### THE TASK
Exercise in exact copying. Transcribe every entry that follows, word for word.
*** Opening MATERIALS PROVIDED ***
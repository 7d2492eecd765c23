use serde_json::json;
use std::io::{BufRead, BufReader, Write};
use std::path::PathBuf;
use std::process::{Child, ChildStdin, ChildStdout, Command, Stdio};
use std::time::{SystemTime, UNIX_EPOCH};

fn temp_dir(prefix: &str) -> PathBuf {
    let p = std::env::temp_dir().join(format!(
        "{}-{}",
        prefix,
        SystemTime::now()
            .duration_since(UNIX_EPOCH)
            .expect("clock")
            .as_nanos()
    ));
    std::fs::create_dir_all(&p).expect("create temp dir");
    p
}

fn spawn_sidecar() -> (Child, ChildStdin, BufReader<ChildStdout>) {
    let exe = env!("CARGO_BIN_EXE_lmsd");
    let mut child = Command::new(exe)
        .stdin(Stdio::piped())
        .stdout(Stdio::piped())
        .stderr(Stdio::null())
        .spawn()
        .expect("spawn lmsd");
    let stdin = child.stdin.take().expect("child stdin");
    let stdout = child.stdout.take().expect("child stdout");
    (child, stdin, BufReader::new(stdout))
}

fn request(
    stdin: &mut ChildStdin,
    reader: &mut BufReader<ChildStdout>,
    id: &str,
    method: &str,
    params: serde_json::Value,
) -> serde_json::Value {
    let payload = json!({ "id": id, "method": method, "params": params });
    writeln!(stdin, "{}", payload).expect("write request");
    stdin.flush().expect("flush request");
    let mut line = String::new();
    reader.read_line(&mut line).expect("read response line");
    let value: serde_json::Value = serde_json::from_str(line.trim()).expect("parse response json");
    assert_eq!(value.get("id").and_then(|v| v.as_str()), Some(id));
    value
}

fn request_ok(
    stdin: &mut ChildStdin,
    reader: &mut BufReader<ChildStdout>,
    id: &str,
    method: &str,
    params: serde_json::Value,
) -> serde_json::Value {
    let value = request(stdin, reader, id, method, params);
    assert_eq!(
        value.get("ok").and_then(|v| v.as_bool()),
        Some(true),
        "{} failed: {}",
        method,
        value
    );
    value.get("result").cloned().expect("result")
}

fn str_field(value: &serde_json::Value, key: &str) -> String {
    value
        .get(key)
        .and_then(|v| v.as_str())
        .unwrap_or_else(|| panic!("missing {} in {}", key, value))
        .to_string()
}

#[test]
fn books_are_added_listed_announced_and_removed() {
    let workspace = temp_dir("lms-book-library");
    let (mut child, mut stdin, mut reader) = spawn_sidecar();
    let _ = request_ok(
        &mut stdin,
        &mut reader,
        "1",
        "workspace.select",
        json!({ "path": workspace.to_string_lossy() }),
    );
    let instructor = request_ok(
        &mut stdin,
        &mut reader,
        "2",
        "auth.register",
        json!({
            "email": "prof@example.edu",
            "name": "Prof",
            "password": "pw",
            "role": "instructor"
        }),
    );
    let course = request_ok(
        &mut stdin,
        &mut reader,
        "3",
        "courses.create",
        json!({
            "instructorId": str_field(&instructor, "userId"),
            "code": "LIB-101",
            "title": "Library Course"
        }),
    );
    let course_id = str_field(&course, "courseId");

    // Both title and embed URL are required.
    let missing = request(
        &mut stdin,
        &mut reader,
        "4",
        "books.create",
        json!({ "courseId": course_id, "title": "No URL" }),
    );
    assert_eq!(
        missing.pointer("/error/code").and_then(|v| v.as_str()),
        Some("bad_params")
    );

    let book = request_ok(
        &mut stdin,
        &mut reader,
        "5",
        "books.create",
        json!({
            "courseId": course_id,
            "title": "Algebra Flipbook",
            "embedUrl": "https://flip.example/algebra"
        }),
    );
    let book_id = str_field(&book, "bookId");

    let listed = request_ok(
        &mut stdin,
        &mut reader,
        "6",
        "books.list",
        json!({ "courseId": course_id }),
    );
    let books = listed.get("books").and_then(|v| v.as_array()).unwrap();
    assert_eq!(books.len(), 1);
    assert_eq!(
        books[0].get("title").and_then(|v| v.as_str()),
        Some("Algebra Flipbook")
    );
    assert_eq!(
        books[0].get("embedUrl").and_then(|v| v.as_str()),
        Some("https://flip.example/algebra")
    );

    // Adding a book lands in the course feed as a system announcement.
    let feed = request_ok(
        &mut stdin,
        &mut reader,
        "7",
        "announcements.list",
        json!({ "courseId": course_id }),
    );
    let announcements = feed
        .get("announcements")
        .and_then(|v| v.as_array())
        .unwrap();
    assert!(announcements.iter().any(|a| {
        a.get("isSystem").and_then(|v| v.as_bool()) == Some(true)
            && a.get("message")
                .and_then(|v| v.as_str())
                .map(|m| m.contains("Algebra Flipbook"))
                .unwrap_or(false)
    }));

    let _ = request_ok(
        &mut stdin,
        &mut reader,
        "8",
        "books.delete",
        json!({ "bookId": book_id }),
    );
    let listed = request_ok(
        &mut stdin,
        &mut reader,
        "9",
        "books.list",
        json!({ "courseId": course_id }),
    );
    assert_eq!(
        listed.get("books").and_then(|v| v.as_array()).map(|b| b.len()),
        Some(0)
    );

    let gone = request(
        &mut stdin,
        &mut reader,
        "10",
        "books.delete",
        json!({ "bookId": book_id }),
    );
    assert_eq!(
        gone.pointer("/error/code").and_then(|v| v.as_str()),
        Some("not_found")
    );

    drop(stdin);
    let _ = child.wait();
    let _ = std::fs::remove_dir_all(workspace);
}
*** Closing MATERIALS PROVIDED ***
### RESPONSE TO THIS EXERCISE
repository 7d2492eecd765c23
use serde_json::json;
use std::io::{BufRead, BufReader, Write};
use std::path::PathBuf;
use std::process::{Child, ChildStdin, ChildStdout, Command, Stdio};
use std::time::{SystemTime, UNIX_EPOCH};

fn temp_dir(prefix: &str) -> PathBuf {
    let p = std::env::temp_dir().join(format!(
        "{}-{}",
        prefix,
        SystemTime::now()
            .duration_since(UNIX_EPOCH)
            .expect("clock")
            .as_nanos()
    ));
    std::fs::create_dir_all(&p).expect("create temp dir");
    p
}

fn spawn_sidecar() -> (Child, ChildStdin, BufReader<ChildStdout>) {
    let exe = env!("CARGO_BIN_EXE_lmsd");
    let mut child = Command::new(exe)
        .stdin(Stdio::piped())
        .stdout(Stdio::piped())
        .stderr(Stdio::null())
        .spawn()
        .expect("spawn lmsd");
    let stdin = child.stdin.take().expect("child stdin");
    let stdout = child.stdout.take().expect("child stdout");
    (child, stdin, BufReader::new(stdout))
}

fn request(
    stdin: &mut ChildStdin,
    reader: &mut BufReader<ChildStdout>,
    id: &str,
    method: &str,
    params: serde_json::Value,
) -> serde_json::Value {
    let payload = json!({ "id": id, "method": method, "params": params });
    writeln!(stdin, "{}", payload).expect("write request");
    stdin.flush().expect("flush request");
    let mut line = String::new();
    reader.read_line(&mut line).expect("read response line");
    let value: serde_json::Value = serde_json::from_str(line.trim()).expect("parse response json");
    assert_eq!(value.get("id").and_then(|v| v.as_str()), Some(id));
    value
}

fn request_ok(
    stdin: &mut ChildStdin,
    reader: &mut BufReader<ChildStdout>,
    id: &str,
    method: &str,
    params: serde_json::Value,
) -> serde_json::Value {
    let value = request(stdin, reader, id, method, params);
    assert_eq!(
        value.get("ok").and_then(|v| v.as_bool()),
        Some(true),
        "{} failed: {}",
        method,
        value
    );
    value.get("result").cloned().expect("result")
}

fn str_field(value: &serde_json::Value, key: &str) -> String {
    value
        .get(key)
        .and_then(|v| v.as_str())
        .unwrap_or_else(|| panic!("missing {} in {}", key, value))
        .to_string()
}

#[test]
fn books_are_added_listed_announced_and_removed() {
    let workspace = temp_dir("lms-book-library");
    let (mut child, mut stdin, mut reader) = spawn_sidecar();
    let _ = request_ok(
        &mut stdin,
        &mut reader,
        "1",
        "workspace.select",
        json!({ "path": workspace.to_string_lossy() }),
    );
    let instructor = request_ok(
        &mut stdin,
        &mut reader,
        "2",
        "auth.register",
        json!({
            "email": "prof@example.edu",
            "name": "Prof",
            "password": "pw",
            "role": "instructor"
        }),
    );
    let course = request_ok(
        &mut stdin,
        &mut reader,
        "3",
        "courses.create",
        json!({
            "instructorId": str_field(&instructor, "userId"),
            "code": "LIB-101",
            "title": "Library Course"
        }),
    );
    let course_id = str_field(&course, "courseId");

    // Both title and embed URL are required.
    let missing = request(
        &mut stdin,
        &mut reader,
        "4",
        "books.create",
        json!({ "courseId": course_id, "title": "No URL" }),
    );
    assert_eq!(
        missing.pointer("/error/code").and_then(|v| v.as_str()),
        Some("bad_params")
    );

    let book = request_ok(
        &mut stdin,
        &mut reader,
        "5",
        "books.create",
        json!({
            "courseId": course_id,
            "title": "Algebra Flipbook",
            "embedUrl": "https://flip.example/algebra"
        }),
    );
    let book_id = str_field(&book, "bookId");

    let listed = request_ok(
        &mut stdin,
        &mut reader,
        "6",
        "books.list",
        json!({ "courseId": course_id }),
    );
    let books = listed.get("books").and_then(|v| v.as_array()).unwrap();
    assert_eq!(books.len(), 1);
    assert_eq!(
        books[0].get("title").and_then(|v| v.as_str()),
        Some("Algebra Flipbook")
    );
    assert_eq!(
        books[0].get("embedUrl").and_then(|v| v.as_str()),
        Some("https://flip.example/algebra")
    );

    // Adding a book lands in the course feed as a system announcement.
    let feed = request_ok(
        &mut stdin,
        &mut reader,
        "7",
        "announcements.list",
        json!({ "courseId": course_id }),
    );
    let announcements = feed
        .get("announcements")
        .and_then(|v| v.as_array())
        .unwrap();
    assert!(announcements.iter().any(|a| {
        a.get("isSystem").and_then(|v| v.as_bool()) == Some(true)
            && a.get("message")
                .and_then(|v| v.as_str())
                .map(|m| m.contains("Algebra Flipbook"))
                .unwrap_or(false)
    }));

    let _ = request_ok(
        &mut stdin,
        &mut reader,
        "8",
        "books.delete",
        json!({ "bookId": book_id }),
    );
    let listed = request_ok(
        &mut stdin,
        &mut reader,
        "9",
        "books.list",
        json!({ "courseId": course_id }),
    );
    assert_eq!(
        listed.get("books").and_then(|v| v.as_array()).map(|b| b.len()),
        Some(0)
    );

    let gone = request(
        &mut stdin,
        &mut reader,
        "10",
        "books.delete",
        json!({ "bookId": book_id }),
    );
    assert_eq!(
        gone.pointer("/error/code").and_then(|v| v.as_str()),
        Some("not_found")
    );

    drop(stdin);
    let _ = child.wait();
    let _ = std::fs::remove_dir_all(workspace);
}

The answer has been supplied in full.